Letture sul corpo dell’altro

di Giovanni Leghissa, tratto dal pieghevole della mostra personale alla Kriterion Ga

Il corpo nella sua pesantezza, nella sua imperfezione possibile, resta osceno. Venuto meno il pudore, l’indifferenza della nudità esposta e reiterata non cancella la goffaggine e la gravità dei corpi. Il corpo non è angelico.
La pittura mette in scena una pesantezza analoga: anche l’immagine che cattura lo sguardo non è indifferente.
La via verso la danza, la leggerezza del corpo libero, la purezza della forma passa attraverso l’accettazione di questa oscura materialità; la visione non esclude la tattilità, anzi la incrostatura della superficie rimanda ad un movimento imminente.
Così appaiono spesso i corpi: sembianze, coperture, pretesti per il movimento, conseguenze dui una teoria dell’immagine che cerca conferma nella pratica di una metropoli sempre più irreale e materializzata: In questa topologia simulacrale dei percorsi post – moderni il corpo entra in una perdita irreversibile. Perdita che la continua permutazione del maquillage rende patente.
Di un maquillage si dice che può disfarsi. E’ questa disfacibilità che qui interessa, voglio alludere ad una possibile verità del corpo, intesa come residuo di naturalità. Che  il mistero della generazione e corruzione abbia smesso di interrogarci come se da ciò che chiamiamo – forse con troppa semplicità – natura fosse già stato tratto tutto quel che occorre, è tutt’altro che ovvio. Il metamorfosarsi del corpo, il suo nascere ed il suo morire, il suo contrarsi negli spasmi del godimento o del dolore, il suo putrefarsi, questa dimensione che potremmo dire deiettiva ma che è intimamente connessa con la vitalità, mi sembra resistere alla hybris ermeneutica che tutto sembra ridurre ad un gioco di maschere, di finzioni. Quel che invece un corpo ed anche una pittura a volte evocano è una resistenza, un ostacolo alla dicibilità. E non perché si dia una negatività originaria, un fondo oscuro da cui poi emerga il senso: questo fondo oscuro semai è sempre lì, a portata di mano come l’ombra che circonda le cose. E’ auspicabile tutto meno che una fascinazione del negativo.
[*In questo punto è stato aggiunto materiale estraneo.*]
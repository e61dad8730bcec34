//! In-memory graph runtime.
//!
//! Used by tests and by `treadle run --dry-run`. It records every mutating
//! call so callers can count graph traffic, and it can be told to fail
//! upcoming calls to exercise reconciliation.

use std::collections::{BTreeMap, BTreeSet, VecDeque};

use super::{GraphError, GraphRuntime};

/// A mutating call made against a [`MemoryGraph`].
#[derive(Debug, Clone, PartialEq, Eq)]
pub enum GraphCall {
    /// `connect(source, destination)`.
    Connect(String, String),
    /// `disconnect(source, destination)`.
    Disconnect(String, String),
}

/// A scripted failure for the next mutating call.
#[derive(Debug, Clone, PartialEq, Eq)]
pub enum Fault {
    /// Return the error and leave the graph unchanged.
    Fail(GraphError),
    /// Apply the change, then return the error anyway.
    Spurious(GraphError),
}

/// A port graph held in memory.
///
/// If any ports have been registered with [`MemoryGraph::with_port`], calls
/// naming unknown ports fail with [`GraphError::NoSuchPort`]; otherwise every
/// name is accepted.
#[derive(Debug, Clone, Default)]
pub struct MemoryGraph {
    /// Registered ports and their type strings.
    ports: BTreeMap<String, String>,
    /// Links as `(source, destination)` in the direction they were made.
    links: BTreeSet<(String, String)>,
    calls: Vec<GraphCall>,
    faults: VecDeque<Fault>,
}

impl MemoryGraph {
    /// Creates an empty graph that accepts any port name.
    pub fn new() -> Self {
        Self::default()
    }

    /// Registers a port with a type string such as `32 bit float mono audio`.
    pub fn with_port(mut self, name: impl Into<String>, port_type: impl Into<String>) -> Self {
        self.ports.insert(name.into(), port_type.into());
        self
    }

    /// Queues a fault for the next `connect`/`disconnect` call.
    pub fn inject(&mut self, fault: Fault) {
        self.faults.push_back(fault);
    }

    /// Creates a link directly, bypassing call recording and faults.
    ///
    /// Models a connection made by something other than the engine.
    pub fn link(&mut self, source: &str, destination: &str) {
        if !self.is_connected(source, destination) {
            self.links.insert((source.to_owned(), destination.to_owned()));
        }
    }

    /// Removes a link directly, bypassing call recording and faults.
    pub fn unlink(&mut self, a: &str, b: &str) {
        self.remove_link(a, b);
    }

    /// Current links in sorted order.
    pub fn links(&self) -> Vec<(String, String)> {
        self.links.iter().cloned().collect()
    }

    /// Every mutating call made so far.
    pub fn calls(&self) -> &[GraphCall] {
        &self.calls
    }

    /// Number of `connect` calls made so far.
    pub fn connect_calls(&self) -> usize {
        self.calls.iter().filter(|c| matches!(c, GraphCall::Connect(..))).count()
    }

    /// Number of `disconnect` calls made so far.
    pub fn disconnect_calls(&self) -> usize {
        self.calls.iter().filter(|c| matches!(c, GraphCall::Disconnect(..))).count()
    }

    /// Forgets recorded calls.
    pub fn clear_calls(&mut self) {
        self.calls.clear();
    }

    fn check_port(&self, name: &str) -> Result<(), GraphError> {
        if self.ports.is_empty() || self.ports.contains_key(name) {
            Ok(())
        } else {
            Err(GraphError::NoSuchPort(name.to_owned()))
        }
    }

    fn remove_link(&mut self, a: &str, b: &str) -> bool {
        let forward = (a.to_owned(), b.to_owned());
        let backward = (b.to_owned(), a.to_owned());
        self.links.remove(&forward) | self.links.remove(&backward)
    }
}

impl GraphRuntime for MemoryGraph {
    fn list_ports(&self, owner_pattern: Option<&str>, type_pattern: Option<&str>) -> Vec<String> {
        self.ports
            .iter()
            .filter(|(name, _)| owner_pattern.is_none_or(|p| name.contains(p)))
            .filter(|(_, port_type)| type_pattern.is_none_or(|p| port_type.contains(p)))
            .map(|(name, _)| name.clone())
            .collect()
    }

    fn is_connected(&self, a: &str, b: &str) -> bool {
        self.links.iter().any(|(s, d)| (s == a && d == b) || (s == b && d == a))
    }

    fn connect(&mut self, source: &str, destination: &str) -> Result<(), GraphError> {
        self.calls
            .push(GraphCall::Connect(source.to_owned(), destination.to_owned()));
        self.check_port(source)?;
        self.check_port(destination)?;

        let fault = self.faults.pop_front();
        if let Some(Fault::Fail(err)) = fault {
            return Err(err);
        }
        if self.is_connected(source, destination) {
            return Err(GraphError::AlreadyConnected);
        }
        self.links.insert((source.to_owned(), destination.to_owned()));
        match fault {
            Some(Fault::Spurious(err)) => Err(err),
            _ => Ok(()),
        }
    }

    fn disconnect(&mut self, source: &str, destination: &str) -> Result<(), GraphError> {
        self.calls
            .push(GraphCall::Disconnect(source.to_owned(), destination.to_owned()));
        self.check_port(source)?;
        self.check_port(destination)?;

        let fault = self.faults.pop_front();
        if let Some(Fault::Fail(err)) = fault {
            return Err(err);
        }
        if !self.remove_link(source, destination) {
            return Err(GraphError::NotConnected);
        }
        match fault {
            Some(Fault::Spurious(err)) => Err(err),
            _ => Ok(()),
        }
    }
}
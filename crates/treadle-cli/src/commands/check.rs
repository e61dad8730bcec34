//! Definition validation.

use std::collections::BTreeSet;

use clap::Args;
use treadle_core::{DefinitionSource, GraphRuntime, Preset, PresetName, parse_preset};

use super::common::{GlobalArgs, Settings, open_graph};

#[derive(Args)]
pub struct CheckArgs {
    /// Also check that every port exists in the live graph
    #[arg(long)]
    live: bool,
}

pub fn run(args: CheckArgs, global: &GlobalArgs) -> anyhow::Result<()> {
    let settings = Settings::load(global)?;
    let source = settings.source();
    println!("Checking presets in {}", settings.layout.pedals_dir().display());

    let mut presets = Vec::new();
    let mut failures = 0;
    for name in PresetName::ALL {
        let parsed = source
            .read_lines(name)
            .and_then(|lines| parse_preset(name, lines, settings.config.duplicates));
        match parsed {
            Ok(preset) => {
                println!("  {name}: {} connection(s)", preset.len());
                presets.push(preset);
            }
            Err(e) => {
                println!("  {name}: {e}");
                failures += 1;
            }
        }
    }

    if args.live {
        let graph = open_graph(&settings.config.client_name)?;
        let missing = missing_ports(&*graph, &presets);
        for port in &missing {
            println!("  warning: port not in graph: {port}");
            tracing::warn!(port = %port, "port not in graph");
        }
    }

    if failures > 0 {
        anyhow::bail!("{failures} preset definition(s) failed to load");
    }
    println!("All presets OK");
    Ok(())
}

/// Ports named by `presets` that the graph does not list.
fn missing_ports(graph: &dyn GraphRuntime, presets: &[Preset]) -> BTreeSet<String> {
    let live: BTreeSet<String> = graph.list_ports(None, None).into_iter().collect();
    presets
        .iter()
        .flat_map(Preset::iter)
        .flat_map(|c| [c.source().as_str(), c.destination().as_str()])
        .filter(|port| !live.contains(*port))
        .map(str::to_owned)
        .collect()
}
La coscienza che il corpo non esaurisce né la realtà mia propria, né quella dell’altro, che il desiderio è imprendibile, che la vitalità alla fin fine riposa sul difficile equilibrio tra veglia e sonno, movimento e staticità, esaltazione e intorpidimento può esser pegno anzi di un incontro reale, di un incrocio tra due sguardi che non vedono riflessa l’uno nell’altro ciascuno la propria vacuità.
E’ per questo che l’opera in qualche modo assorbe in sé il negativo: non per rappresentarlo ed idolatrarlo, né per indicarne un superamento prossimo venturo. Così si avrebbe solo una fissazione che provoca una perversione dello sguardo: la distanza si annulla, il negativo si trasforma quasi in un comodo convivente, di cui non occorre dir più nulla. E’ forse necessaria una messa in scena diversa, che evochi quasi un ascolto, un guardare attento a quell’oltre dell’opera che può essere un incontro con un volto altrui;e questo sapendo quanto difficile sia quel mantenimento della distanza che solo ci può impedire di scambiare quel volto per una maschera.
Vi è un elemento di rischio nel presupporre l’insoddisfacibilità del desiderio, che nel rapporto dell’artista con il suo pubblico si traduce con l’accettazione della non rinvenibilità di un luogo proprio per l’arte, per il gusto. Altrimenti si dovrebbe immaginare una sorta di magica affinità tra l’artista e il pubblico, la presenza di un’idea comune ad entrambi presente nell’opera. Accettare questo rifiuto possibile è ciò che accomuna l’esperienza artistica a quella corporea: l’avere un corpo, o meglio essere un corpo è questo rimando infinito del desiderio, questa aspirazione alla danza che deve fare i conti con la pesantezza.
Come in una pittura che richieda la fatica della lettura, la necessità di una sosta prolungata, anche a costo dell’interruzione di un sentiero abituale.

 

Massimo Negri,  I libri sibillini di Paolo Cervi, pieghevole della mostra personale alla Kriterion Gallery, Milano, 18 – 27 Maggio 1988
 In una immaginaria biblioteca del futuro, quel futuro forse dominato dai teleschermi di cui molti parlano, i «libri» di Paolo Cervi susciteranno curiosità inquiete . Pensate alla tela come a un foglio di carta, da legare e comporre e formare dei libri dipinti, senza parole da leggere e senza illustrazioni da riconoscere, dei supporti creati per un modo specifico di comunicare – quello appunto del libro – piegati ad altre maniere, ad altri linguaggi da cui la parola è bandita.
Libri-colore, libri-materia che impiegano alfabeti insieme remoti e antesignani di future incomunicabilità, capaci di scatenare il più ampio gioco delle interpretazioni, delle reazioni, delle sensibilità.
Libri sibillini.
A cui ricorrere, come gli antichi, per evocare, per scrutare esperienze vissute o anticipare nuovi stati d’animo.
A un rinnovato “adire libros sibyllinos” invita questa mostra, dove Paolo Cervi presenta alcuni dei suoi lavori su tela montati a libro unitamente a una serie di dipinti, in cui oracoli senza volto diventanopresenze umane di questi stessi libri arcani, forse, destinatari o artefici.
Una mostra nelle regole di un gioco del precario e dell’ambigo, in cui il visitatore potrà manipolare e «leggere» i termini estremi di un intenso impegno pittorico.